Revisiting the cofactor conditions: Elimination of transition layers in compound domains

TL;DR

This paper extends the cofactor conditions framework to compound domains, providing a comprehensive theoretical basis for eliminating transition layers at phase interfaces, and predicting new stress-free microstructures in shape memory alloys.

Contribution

It introduces necessary and sufficient algebraic conditions for interface compatibility in compound domains, expanding the understanding of microstructure formation in martensitic transformations.

Findings

Elimination of transition layers across all volume fractions.

Prediction of novel zero-elastic-energy microstructures.

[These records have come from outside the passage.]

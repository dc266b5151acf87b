use axum::http::StatusCode;
use pretty_assertions::assert_eq;
use serde_json::{json, Value};
use uuid::Uuid;

use crate::test_utils::TestContext;

// Booking rules run before any database access, so these requests are
// answered without a reachable PostgreSQL.

#[tokio::test]
async fn test_booking_in_the_past_is_rejected() {
    let ctx = TestContext::new();

    let response = ctx
        .server()
        .post("/appointments")
        .json(&json!({
            "provider_id": Uuid::new_v4(),
            "user_id": Uuid::new_v4(),
            "date": "2020-05-02T09:00:00",
        }))
        .await;

    response.assert_status(StatusCode::BAD_REQUEST);
    let body: Value = response.json();
    assert_eq!(
        body["error"],
        json!("Validation error: You can't book an appointment on a past date")
    );
}

#[tokio::test]
async fn test_booking_the_current_hour_is_rejected() {
    let ctx = TestContext::new();

    let response = ctx
        .server()
        .post("/appointments")
        .json(&json!({
            "provider_id": Uuid::new_v4(),
            "user_id": Uuid::new_v4(),
            "date": "2020-05-02T10:45:00",
        }))
        .await;

    response.assert_status(StatusCode::BAD_REQUEST);
}

#[tokio::test]
async fn test_booking_with_yourself_is_rejected() {
    let ctx = TestContext::new();
    let user_id = Uuid::new_v4();

    let response = ctx
        .server()
        .post("/appointments")
        .json(&json!({
            "provider_id": user_id,
            "user_id": user_id,
            "date": "2020-05-03T09:00:00",
        }))
        .await;

    response.assert_status(StatusCode::BAD_REQUEST);
    let body: Value = response.json();
    assert!(body["error"].as_str().unwrap().contains("yourself"));
}

#[tokio::test]
async fn test_booking_after_closing_time_is_rejected() {
    let ctx = TestContext::new();

    let response = ctx
        .server()
        .post("/appointments")
        .json(&json!({
            "provider_id": Uuid::new_v4(),
            "user_id": Uuid::new_v4(),
            "date": "2020-05-03T18:00:00",
        }))
        .await;

    response.assert_status(StatusCode::BAD_REQUEST);
    let body: Value = response.json();
    assert!(body["error"].as_str().unwrap().contains("between 8:00 and 17:00"));
}

#[tokio::test]
async fn test_provider_schedule_rejects_invalid_date() {
    let ctx = TestContext::new();

    let response = ctx
        .server()
        .get(&format!("/providers/{}/appointments", Uuid::new_v4()))
        .add_query_param("year", 2020)
        .add_query_param("month", 4)
        .add_query_param("day", 31)
        .await;

    response.assert_status(StatusCode::BAD_REQUEST);
}
//! # Barbershop API
//!
//! The API crate provides the web server for the barbershop booking service.
//! It defines RESTful endpoints for signing up and in, browsing providers,
//! reading their availability and booking appointments.
//!
//! ## Architecture
//!
//! This crate follows a layered architecture:
//!
//! - **Routes**: Define API endpoints and URL structure
//! - **Handlers**: Implement request processing logic
//! - **Middleware**: Provide cross-cutting concerns like password hashing and error handling
//! - **Config**: Handle environment and application configuration
//!
//! The API uses Axum as the web framework and SQLx for database interactions.

/// Configuration module for API settings
pub mod config;
/// Request handlers that implement business logic
pub mod handlers;
/// Middleware for password hashing and error handling
pub mod middleware;
/// Route definitions and API endpoint structure
pub mod routes;

use std::{sync::Arc, time::Duration};

use axum::Router;
use barbershop_core::availability::{
    AppointmentQuery, AvailabilityCalculator, Clock, SystemClock,
};
use barbershop_db::query::PgAppointmentQuery;
use eyre::{Result, WrapErr};
use sqlx::PgPool;
use tokio::net::TcpListener;
use tower_http::{timeout::TimeoutLayer, trace::TraceLayer};
use tracing::info;
use tracing_subscriber::FmtSubscriber;

/// Shared application state that is accessible to all request handlers
///
/// # Example
///
/// ```no_run
/// # async fn example(db_pool: sqlx::PgPool) {
/// use std::sync::Arc;
/// use barbershop_api::ApiState;
///
/// let state = Arc::new(ApiState::new(db_pool));
/// let app = barbershop_api::router(state);
/// # }
/// ```
pub struct ApiState {
    /// PostgreSQL connection pool for database operations
    pub db_pool: PgPool,
    /// Appointment source for availability computation
    pub appointments: Arc<dyn AppointmentQuery>,
    /// Current local time
    pub clock: Arc<dyn Clock>,
}

impl ApiState {
    /// State backed by PostgreSQL and the system clock
    pub fn new(db_pool: PgPool) -> Self {
        Self {
            appointments: Arc::new(PgAppointmentQuery::new(db_pool.clone())),
            clock: Arc::new(SystemClock),
            db_pool,
        }
    }

    pub fn availability(&self) -> AvailabilityCalculator {
        AvailabilityCalculator::new(self.appointments.clone(), self.clock.clone())
    }
}

/// Builds the application router with all routes attached to `state`
pub fn router(state: Arc<ApiState>) -> Router {
    Router::new()
        // Health check endpoints
        .merge(routes::health::routes())
        // Sign up and sign in
        .merge(routes::user::routes())
        // Provider listing, availability and schedules
        .merge(routes::provider::routes())
        // Booking
        .merge(routes::appointment::routes())
        .with_state(state)
}

/// Starts the API server with the provided configuration and database connection
///
/// Installs the tracing subscriber, builds the router with CORS, request
/// tracing and timeout layers, and serves until the listener fails.
pub async fn start_server(config: config::ApiConfig, db_pool: PgPool) -> Result<()> {
    // Initialize tracing for logging
    let subscriber = FmtSubscriber::builder()
        .with_max_level(config.log_level)
        .finish();
    tracing::subscriber::set_global_default(subscriber)?;

    let state = Arc::new(ApiState::new(db_pool));
    let app = router(state);

    // Apply CORS configuration if origins are specified
    let app = if let Some(origins) = &config.cors_origins {
        let origins = origins
            .iter()
            .map(|origin| origin.parse::<axum::http::HeaderValue>())
            .collect::<std::result::Result<Vec<_>, _>>()
            .wrap_err("Invalid API_CORS_ORIGINS value")?;

        let cors = tower_http::cors::CorsLayer::new()
            .allow_methods([
                axum::http::Method::GET,
                axum::http::Method::POST,
                axum::http::Method::OPTIONS,
            ])
            .allow_headers([
                axum::http::header::CONTENT_TYPE,
                axum::http::header::AUTHORIZATION,
                axum::http::header::ACCEPT,
            ])
            .allow_origin(origins)
            .allow_credentials(true);

        app.layer(cors)
    } else {
        app
    };

    // Add request tracing and timeout middleware
    let app = app.layer(
        tower::ServiceBuilder::new()
            .layer(TraceLayer::new_for_http())
            .layer(TimeoutLayer::new(Duration::from_secs(config.request_timeout))),
    );

    // Start the HTTP server
    let addr = config.server_addr();
    let listener = TcpListener::bind(&addr).await?;
    info!("Server listening on http://{}", addr);
    axum::serve(listener, app).await?;

    Ok(())
}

Enhanced transformation reversibility and durability.

Abstract

This paper investigates the conditions necessary for the elimination of transition layers at interfaces involving compound domains, extending the classical framework of cofactor conditions. Although cofactor conditions enable stress-free phase boundaries between Type I/II domains and austenite, their applicability to compound domains has remained limited. Here, we present a comprehensive theoretical framework to characterize all compatible interfaces, highlighting the fundamental importance of the commutation property among martensitic variants. By establishing necessary and sufficient algebraic conditions, referred to as extreme compatibility conditions, we demonstrate the simultaneous elimination of transition layers at phase interfaces for both Type I/II and compound laminates, across all volume fractions of the martensitic variants. We also investigate the possibility of achieving supercompatibility in non-conventional twins, recently observed in the NiMnGa system. The focus of our work is on cubic-to-orthorhombic and cubic-to-monoclinic~II phase transformations, for which the extreme compatibility conditions are explicitly derived and systematically analyzed. The theory predicts novel zero-elastic-energy microstructures, including an increased number of triple clusters, spearhead-shaped martensitic nuclei, stress-free inclusions of austenite within martensite, and distinctive four-fold martensitic clusters. This significantly expands the possible modes of forming stress-free interfaces between phases and reveals new energy-minimizing microstructures that can facilitate the nucleation of martensite within austenite and vice versa. These configurations highlight significant enhancements in transformation reversibility and material durability, guiding the rational design of next-generation shape memory alloys with optimized functional properties.